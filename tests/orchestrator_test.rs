//! End-to-end orchestration tests with fake sessions

mod common;

use common::*;
use std::collections::HashSet;
use std::sync::Arc;

use tribuna::aggregate::Aggregator;
use tribuna::config::ExtractionPolicy;
use tribuna::models::{NavigationPath, SessionResult, StepOutcome};
use tribuna::orchestrator::{Orchestrator, SessionRunner};
use tribuna::session::SessionStatus;
use tribuna::translate::Translator;

fn result_for<'a>(results: &'a [SessionResult], label: &str) -> &'a SessionResult {
    results
        .iter()
        .find(|r| r.label == label)
        .unwrap_or_else(|| panic!("no result for {label}"))
}

#[tokio::test]
async fn test_parallel_sessions_merge_into_distinct_items() {
    let provider = Arc::new(
        FakeProvider::new()
            .site("Chrome Test", desktop_site(&["a1", "a2", "a3", "a4", "a5"]))
            .site("Firefox Test", desktop_site(&["a1", "a2", "b3", "b4", "b5"]))
            .site("Edge Test", desktop_site(&["c1", "c2", "c3", "c4", "c5"])),
    );
    let translator: Option<Arc<dyn Translator>> = Some(Arc::new(PrefixTranslator));
    let orchestrator = Orchestrator::new(&fast_config(5), provider.clone(), translator);

    let results = orchestrator
        .run(vec![env("Chrome Test"), env("Firefox Test"), env("Edge Test")])
        .await;

    assert_eq!(results.len(), 3);
    for result in &results {
        assert!(result.success, "{} failed: {:?}", result.label, result.error);
        assert_eq!(result.items.len(), 5);
        assert_eq!(result.navigation_path, Some(NavigationPath::Desktop));
        assert_eq!(result.consent, StepOutcome::Succeeded);
    }

    let report = Aggregator::new(5).aggregate(&results).unwrap();
    assert_eq!(report.items.len(), 5);
    let urls: HashSet<&str> = report.items.iter().map(|item| item.url()).collect();
    assert_eq!(urls.len(), 5);
    assert_eq!(report.sessions.len(), 3);
    assert_eq!(report.passed_sessions(), 3);

    let first = &report.items[0];
    assert!(first.title.as_deref().unwrap().starts_with("Tribuna "));
    assert_eq!(
        first.translated_title,
        format!("EN {}", first.title.as_deref().unwrap())
    );
    assert_eq!(first.translation, StepOutcome::Succeeded);
    assert!(first.body.contains("\n\n"));
    assert!(first.image_url.is_some());
}

#[tokio::test]
async fn test_every_session_quits_exactly_once() {
    let provider = Arc::new(
        FakeProvider::new()
            .site("Chrome Test", desktop_site(&["a1", "a2"]))
            .site("Edge Test", Site::new().failing(BASE_URL)),
    );
    let orchestrator = Orchestrator::new(&fast_config(5), provider.clone(), None);

    let results = orchestrator
        .run(vec![env("Chrome Test"), env("Edge Test")])
        .await;

    assert!(result_for(&results, "Chrome Test").success);
    assert!(!result_for(&results, "Edge Test").success);

    for label in ["Chrome Test", "Edge Test"] {
        let log = provider.log(label).unwrap();
        assert_eq!(log.quit_count, 1, "{label} quit count");
        assert_eq!(log.statuses.len(), 1, "{label} status reports");
    }

    let chrome = provider.log("Chrome Test").unwrap();
    assert_eq!(
        chrome.statuses[0],
        (SessionStatus::Passed, "Scraped 2 item(s)".to_string())
    );
    let edge = provider.log("Edge Test").unwrap();
    assert_eq!(edge.statuses[0].0, SessionStatus::Failed);
}

#[tokio::test]
async fn test_failures_do_not_affect_siblings() {
    let crashy = desktop_site(&["x1", "x2"]).panicking(&format!("{SECTION_URL}x1.html"));
    let provider = Arc::new(
        FakeProvider::new()
            .site("Chrome Test", desktop_site(&["a1", "a2", "a3"]))
            .site("Crash Test", crashy)
            .refusing("Refused Test"),
    );
    let orchestrator = Orchestrator::new(&fast_config(5), provider.clone(), None);

    let results = orchestrator
        .run(vec![env("Chrome Test"), env("Crash Test"), env("Refused Test")])
        .await;

    assert_eq!(results.len(), 3);

    let chrome = result_for(&results, "Chrome Test");
    assert!(chrome.success);
    assert_eq!(chrome.items.len(), 3);

    let crashed = result_for(&results, "Crash Test");
    assert!(!crashed.success);
    assert!(crashed.error.as_deref().unwrap().contains("panicked"));
    assert_eq!(provider.log("Crash Test").unwrap().quit_count, 1);

    let refused = result_for(&results, "Refused Test");
    assert!(!refused.success);
    assert!(refused.items.is_empty());
    assert!(provider.log("Refused Test").is_none());
    assert_eq!(provider.provisioned(), 2);
}

#[tokio::test]
async fn test_extraction_failure_aborts_session_by_default() {
    let site = desktop_site(&["a1", "a2", "a3"]).failing(&format!("{SECTION_URL}a2.html"));
    let provider = Arc::new(FakeProvider::new().site("Chrome Test", site));
    let runner = SessionRunner::new(&fast_config(5), provider.clone(), None);

    let result = runner.run(&env("Chrome Test")).await;

    assert!(!result.success);
    assert_eq!(result.items.len(), 1);
    assert!(result.error.as_deref().unwrap().contains("a2.html"));
    assert_eq!(provider.log("Chrome Test").unwrap().quit_count, 1);
}

#[tokio::test]
async fn test_skip_item_policy_keeps_going() {
    let mut config = fast_config(5);
    config.scrape.extraction_policy = ExtractionPolicy::SkipItem;
    let site = desktop_site(&["a1", "a2", "a3"]).failing(&format!("{SECTION_URL}a2.html"));
    let provider = Arc::new(FakeProvider::new().site("Chrome Test", site));
    let runner = SessionRunner::new(&config, provider, None);

    let result = runner.run(&env("Chrome Test")).await;

    assert!(result.success);
    let urls: Vec<&str> = result.items.iter().map(|item| item.url()).collect();
    assert_eq!(
        urls,
        vec![
            "https://elpais.com/opinion/a1.html",
            "https://elpais.com/opinion/a3.html"
        ]
    );
}

#[tokio::test]
async fn test_translation_failure_is_not_fatal() {
    let provider = Arc::new(FakeProvider::new().site("Chrome Test", desktop_site(&["a1", "a2"])));
    let translator: Option<Arc<dyn Translator>> = Some(Arc::new(DownTranslator));
    let runner = SessionRunner::new(&fast_config(5), provider, translator);

    let result = runner.run(&env("Chrome Test")).await;

    assert!(result.success);
    assert_eq!(result.items.len(), 2);
    for item in &result.items {
        assert!(item.translated_title.is_empty());
        assert!(matches!(item.translation, StepOutcome::FailedNonFatal(_)));
        assert!(item.title.is_some());
    }
}

#[tokio::test]
async fn test_no_translator_leaves_titles_untranslated() {
    let provider = Arc::new(FakeProvider::new().site("Chrome Test", desktop_site(&["a1"])));
    let runner = SessionRunner::new(&fast_config(5), provider, None);

    let result = runner.run(&env("Chrome Test")).await;

    assert_eq!(result.items[0].translation, StepOutcome::NotAttempted);
}

#[tokio::test]
async fn test_all_sessions_empty_aggregates_to_error() {
    let provider = Arc::new(
        FakeProvider::new()
            .refusing("Chrome Test")
            .refusing("Edge Test"),
    );
    let orchestrator = Orchestrator::new(&fast_config(5), provider, None);

    let results = orchestrator
        .run(vec![env("Chrome Test"), env("Edge Test")])
        .await;

    assert!(results.iter().all(|r| !r.success));
    assert!(Aggregator::new(5).aggregate(&results).is_err());
}

#[tokio::test]
async fn test_zero_target_passes_with_no_items() {
    let provider = Arc::new(FakeProvider::new().site("Chrome Test", desktop_site(&["a1", "a2"])));
    let runner = SessionRunner::new(&fast_config(0), provider.clone(), None);

    let result = runner.run(&env("Chrome Test")).await;

    assert!(result.success, "{:?}", result.error);
    assert!(result.items.is_empty());
    assert_eq!(result.navigation_path, Some(NavigationPath::Desktop));
    let log = provider.log("Chrome Test").unwrap();
    assert_eq!(
        log.statuses[0],
        (SessionStatus::Passed, "Scraped 0 item(s)".to_string())
    );
}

▶ [How to complete this task] Would you report every line of the entries above containing the word "Scraped"?

▶ [Answer space]
        (SessionStatus::Passed, "Scraped 2 item(s)".to_string())
        (SessionStatus::Passed, "Scraped 0 item(s)".to_string())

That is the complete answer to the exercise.